Pisses me off. Listen to your gut people, as I knew I should not have gone to that call, but I did and look what happens.
"Did we learn anything from this call?" was all I got from the cheif.
Then I was of course reminded that the next time this happens I should report to the "branch officer." Great, I can't wait until the annual banquet. Shit.
Let's paint the picture:
I'm already late for work as I lay in bed, being a complete slacker. The tones go out for a structure fire, smoke and flames showing. For a second I contemplate my options, get up and go to work which pleases my employer or go to the fire, which pleases me and the pour sap who's house is a blaze.
I decide to attend the fire, explaining to myself that I'm probably the only driver available at this time in the morning, well at least the only one that can drive our ladder truck, yes our ladder truck is our first out, don't get me started. In it's defense it is a tele-squirt.
As I enter the station I hit the repeater on the pager one more time to verify the address, which I can't immediately picture in my mind, not a big deal now, so I thought. I throw on the my gear, somewhat hoping or expecting someone else to arrive and drive the truck, yes it's my wishful thinking that at some point in time I might actually get to play and not drive the damn truck all the time.
Somebody asks "where're we going." I hit the repeater one more time as I walk away to jump in the truck. As I'm pulling out of the station with my rag-tag of newbies, I realize that nobody brought a pager with and the address was not written down for me. It's no loss yet as we recite the address as we remembered it.
We cruise through town, lights and sirens wailing, I travel down the road anticipating that soon I will see the chief vehicles that have arrived prior to me, lighting the runway for me, so to speak. The road forks, East or West, I have no pager, asking for the address will get you nothing but grief and a bitchy response. The crew thinks East. Literally a second after I've turned, the chief is on the squawk box, "Are you on West...?" Me, "No, negative, I'm on East...!"
Chief, "Well the address is... West ...!"
Me, "Copy that, turning around, Sh." as I let go of the mic button.
I whip the truck around at the next intersection and I stand on the gas pedal. I'm livid at this point, I don't make mistakes, I don't fuck up, I certainly don't drive away from a house on fire!
I drive past the deputy's car that's blocking traffic for me, and approach the assistant chief that points out the driveway, I turn and FUCK, I just ripped a damn branch right off a pine tree and it's now hanging off of my ladder truck. My beloved ladder truck, I'm so sorry girl.

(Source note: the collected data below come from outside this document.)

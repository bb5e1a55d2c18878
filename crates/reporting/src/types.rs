//! Shared value types for the reporting domain.
//!
//! These are the shapes the [`crate::IssueTracker`] port hands back to the
//! reporter. They carry only the fields the reporter reads; wire formats are
//! the infrastructure crate's concern.

use chrono::{DateTime, Utc};
use serde::{Deserialize, Serialize};

use crate::{CommentId, UserId};

// ---------------------------------------------------------------------------
// Accounts
// ---------------------------------------------------------------------------

/// A GitHub account as seen by the issue tracker.
#[derive(Debug, Clone, PartialEq, Eq, Serialize, Deserialize)]
pub struct User {
    /// Stable numeric account id. Used for ownership comparisons.
    pub id: UserId,
    /// Login name. Informational only; logins can be renamed.
    pub login: String,
}

// ---------------------------------------------------------------------------
// Comments
// ---------------------------------------------------------------------------

/// One comment attached to an issue.
#[derive(Debug, Clone, PartialEq, Eq, Serialize, Deserialize)]
pub struct IssueComment {
    /// Repository-wide comment id.
    pub id: CommentId,

    /// Author of the comment.
    ///
    /// `None` when the authoring account has since been deleted.
    pub author: Option<User>,

    /// Markdown body.
    pub body: String,

    /// Creation time, when the tracker reports one. Reported back in
    /// [`crate::CleanupAction::Deleted`].
    pub created_at: Option<Timestamp>,
}

impl IssueComment {
    /// Returns `true` if this comment was written by the account `user`.
    ///
    /// Comments whose author is unknown are never considered owned.
    pub fn is_authored_by(&self, user: UserId) -> bool {
        self.author.as_ref().is_some_and(|a| a.id == user)
    }
}

// ---------------------------------------------------------------------------
// Time
// ---------------------------------------------------------------------------

/// A UTC wall-clock timestamp.
///
/// Wraps [`chrono::DateTime<Utc>`] so callers never depend on `chrono` types
/// directly; the underlying representation can change without affecting the
/// domain API.
#[derive(Debug, Clone, Copy, PartialEq, Eq, PartialOrd, Ord, Serialize, Deserialize)]
pub struct Timestamp(DateTime<Utc>);

impl Timestamp {
    /// Parses an RFC 3339 timestamp such as `"2017-08-01T12:00:00Z"`.
    ///
    /// Returns `None` if the string is not valid RFC 3339.
    pub fn parse_rfc3339(value: &str) -> Option<Self> {
        DateTime::parse_from_rfc3339(value)
            .ok()
            .map(|dt| Self(dt.with_timezone(&Utc)))
    }
}

impl std::fmt::Display for Timestamp {
    fn fmt(&self, f: &mut std::fmt::Formatter<'_>) -> std::fmt::Result {
        write!(f, "{}", self.0.to_rfc3339())
    }
}
//! Top-level error types for the reporting domain.
//!
//! [`ReportError`] covers the failure of one reporter operation. Each variant
//! names the operation and the identifiers it was working on, and keeps the
//! underlying [`TrackerError`] as its source. Nothing here is retried: the
//! first failure is returned to the caller as-is.
//!
//! Port-level failures ([`TrackerError`]) are defined next to the port in
//! [`crate::tracker`].

use thiserror::Error;

use crate::{CommentId, IssueNumber, TrackerError};

// ---------------------------------------------------------------------------
// Identifier validation
// ---------------------------------------------------------------------------

/// Returned when a string identifier fails validation.
#[derive(Debug, Clone, PartialEq, Eq, Error)]
pub enum IdentifierError {
    /// The value was empty or whitespace only.
    #[error("{kind} must not be empty")]
    Empty {
        /// Which identifier was being constructed (e.g. `"repository"`).
        kind: &'static str,
    },

    /// The value holds a character GitHub does not allow in owner or
    /// repository names, or is a `.`/`..` path segment.
    #[error("{kind} `{value}` may only contain ASCII letters, digits, '-', '_' and '.'")]
    Invalid {
        /// Which identifier was being constructed.
        kind: &'static str,
        /// The rejected value.
        value: String,
    },
}

// ---------------------------------------------------------------------------
// Reporter operation errors
// ---------------------------------------------------------------------------

/// Errors returned by [`crate::report_on_issue`] and [`crate::close_issue`].
///
/// A [`ReportError::DeleteComment`] can be returned after earlier deletions
/// already succeeded; the cleanup is not transactional.
#[derive(Debug, Error)]
pub enum ReportError {
    /// The authenticated account could not be identified.
    #[error("failed to get own user: {source}")]
    OwnUser {
        /// Underlying tracker failure.
        #[source]
        source: TrackerError,
    },

    /// The failure comment could not be posted.
    #[error("failed to comment on issue #{issue}: {source}")]
    CreateComment {
        /// Issue the comment was meant for.
        issue: IssueNumber,
        /// Underlying tracker failure.
        #[source]
        source: TrackerError,
    },

    /// The existing comments could not be listed.
    #[error("failed to get github comments of issue #{issue}: {source}")]
    ListComments {
        /// Issue whose comments were being listed.
        issue: IssueNumber,
        /// Underlying tracker failure.
        #[source]
        source: TrackerError,
    },

    /// A stale comment could not be deleted.
    #[error("failed to delete github comment {comment} of issue #{issue}: {source}")]
    DeleteComment {
        /// The comment that could not be deleted.
        comment: CommentId,
        /// Issue the comment belongs to.
        issue: IssueNumber,
        /// Comments already deleted before this failure.
        deleted_before: Vec<CommentId>,
        /// Underlying tracker failure.
        #[source]
        source: TrackerError,
    },

    /// The issue could not be closed.
    #[error("failed to close issue #{issue}: {source}")]
    CloseIssue {
        /// Issue that should have been closed.
        issue: IssueNumber,
        /// Underlying tracker failure.
        #[source]
        source: TrackerError,
    },
}
//! Reporting a failed publishing run on its tracking issue.
//!
//! The publishing bot keeps one issue per repository set open while runs fail.
//! [`report_on_issue`] posts the latest failure there and removes the bot's
//! earlier failure comments so the issue only ever shows the most recent one.
//! The `/reopen` line in the comment makes Prow reopen the issue if someone
//! closed it. [`close_issue`] is used once a run succeeds again.
//!
//! Calls are issued one at a time in a fixed order and the first failure is
//! returned. The cleanup loop is not transactional: when a deletion fails,
//! comments deleted before it stay deleted (see
//! [`ReportError::DeleteComment::deleted_before`]).

use std::fmt;

use serde::{Deserialize, Serialize};
use tracing::{info, instrument};

use crate::{
    format_log_for_github, redact_secret, CommentId, IssueRef, IssueTracker, ReportError,
    Timestamp,
};

/// Number of traced steps kept in a failure comment unless configured otherwise.
pub const DEFAULT_MAX_LINES: usize = 50;

// ---------------------------------------------------------------------------
// Outcome
// ---------------------------------------------------------------------------

/// One decision taken while cleaning up old comments.
#[derive(Debug, Clone, PartialEq, Eq, Serialize, Deserialize)]
#[serde(tag = "action", rename_all = "snake_case")]
pub enum CleanupAction {
    /// A previous comment by the bot was deleted.
    Deleted {
        /// The deleted comment.
        comment: CommentId,
        /// When the deleted comment had been posted, if the tracker said.
        posted_at: Option<Timestamp>,
    },
    /// A comment by someone else was left alone.
    SkippedForeign {
        /// The comment that was kept.
        comment: CommentId,
        /// Login of its author; `None` for deleted accounts.
        author: Option<String>,
    },
}

/// What [`report_on_issue`] did.
#[derive(Debug, Clone, PartialEq, Eq, Serialize, Deserialize)]
pub struct ReportOutcome {
    /// The comment that now carries the failure report.
    pub comment: CommentId,
    /// Cleanup decisions, in the order the comments were listed.
    pub actions: Vec<CleanupAction>,
}

impl ReportOutcome {
    /// Returns the ids of the comments that were deleted.
    pub fn deleted(&self) -> impl Iterator<Item = CommentId> + '_ {
        self.actions.iter().filter_map(|action| match action {
            CleanupAction::Deleted { comment, .. } => Some(*comment),
            CleanupAction::SkippedForeign { .. } => None,
        })
    }
}

// ---------------------------------------------------------------------------
// Operations
// ---------------------------------------------------------------------------

/// Returns the first lines of a failure comment.
pub fn failure_heading(failure: impl fmt::Display) -> String {
    format!("/reopen\n\nThe last publishing run failed: {failure}")
}

/// Posts `logs` as a failure comment on `issue` and deletes the bot's older
/// comments there.
///
/// `secret` is removed from `failure` and `logs` before anything is sent; pass
/// the token the tracker authenticates with. `max_lines` bounds the number of traced steps
/// shown (see [`format_log_for_github`]).
///
/// # Errors
///
/// Returns the first failing call wrapped in the matching [`ReportError`]
/// variant. No call is retried.
#[instrument(skip_all, fields(issue = %issue))]
pub async fn report_on_issue<T>(
    tracker: &T,
    issue: &IssueRef,
    failure: impl fmt::Display,
    logs: &str,
    secret: &str,
    max_lines: usize,
) -> Result<ReportOutcome, ReportError>
where
    T: IssueTracker + ?Sized,
{
    let logs = redact_secret(logs, secret);
    let heading = failure_heading(redact_secret(&failure.to_string(), secret));

    let myself = tracker
        .current_user()
        .await
        .map_err(|source| ReportError::OwnUser { source })?;

    let body = format_log_for_github(&logs, max_lines, [heading]);
    let created = tracker
        .create_comment(issue, &body)
        .await
        .map_err(|source| ReportError::CreateComment {
            issue: issue.number,
            source,
        })?;
    info!(comment = %created.id, bytes = body.len(), "Posted failure comment");

    let comments = tracker
        .list_comments(issue)
        .await
        .map_err(|source| ReportError::ListComments {
            issue: issue.number,
            source,
        })?;

    let mut actions = Vec::new();
    let mut deleted = Vec::new();
    for comment in comments {
        if !comment.is_authored_by(myself.id) {
            let author = comment.author.map(|a| a.login);
            info!(comment = %comment.id, author = ?author, "Skipping comment not by me");
            actions.push(CleanupAction::SkippedForeign {
                comment: comment.id,
                author,
            });
            continue;
        }
        if comment.id == created.id {
            continue;
        }

        let posted_at = comment.created_at;
        info!(
            comment = %comment.id,
            posted_at = ?posted_at.map(|ts| ts.to_string()),
            "Deleting comment"
        );
        tracker
            .delete_comment(issue, comment.id)
            .await
            .map_err(|source| ReportError::DeleteComment {
                comment: comment.id,
                issue: issue.number,
                deleted_before: deleted.clone(),
                source,
            })?;
        deleted.push(comment.id);
        actions.push(CleanupAction::Deleted {
            comment: comment.id,
            posted_at,
        });
    }

    Ok(ReportOutcome {
        comment: created.id,
        actions,
    })
}

/// Closes `issue`.
///
/// # Errors
///
/// Returns [`ReportError::CloseIssue`] if the tracker call fails.
#[instrument(skip_all, fields(issue = %issue))]
pub async fn close_issue<T>(tracker: &T, issue: &IssueRef) -> Result<(), ReportError>
where
    T: IssueTracker + ?Sized,
{
    tracker
        .close_issue(issue)
        .await
        .map_err(|source| ReportError::CloseIssue {
            issue: issue.number,
            source,
        })?;
    info!("Closed issue");
    Ok(())
}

With the assistant chief screaming as usual the firefighters remove the branch and I continue to drive forward approaching the "house fire." I was livid when I flipped the coin and guessed wrong at fork, now I'm red hot, blood pressure through the roof I hear my pulse in my ears. As I look forward to what was dispatched as a structure fire and in reality will be much much less, no smoke, no fire. The crews found a little fire in an attic space, dropped a bucket of water on it and called it good.
So let's recap the mornings festivities:
I got up from bed, not to go to work, but to fight the "big one." I drove, which meant no firefighting for me, turned incorrectly and looked rather dumb and to top it off I sheared off a rather large branch from a what was a nice pine tree. All for a bullshit fire. If I had any idea of the amount of bullshit that this fire was I would have either stayed in my fucking bed or gone to work. I felt trapped in the movie Clerks, "I'm not even supposed to be here."
Pisses me off. Listen to your gut people, as I knew I should not have gone to that call, but I did and look what happens.
"Did we learn anything from this call?" was all I got from the cheif.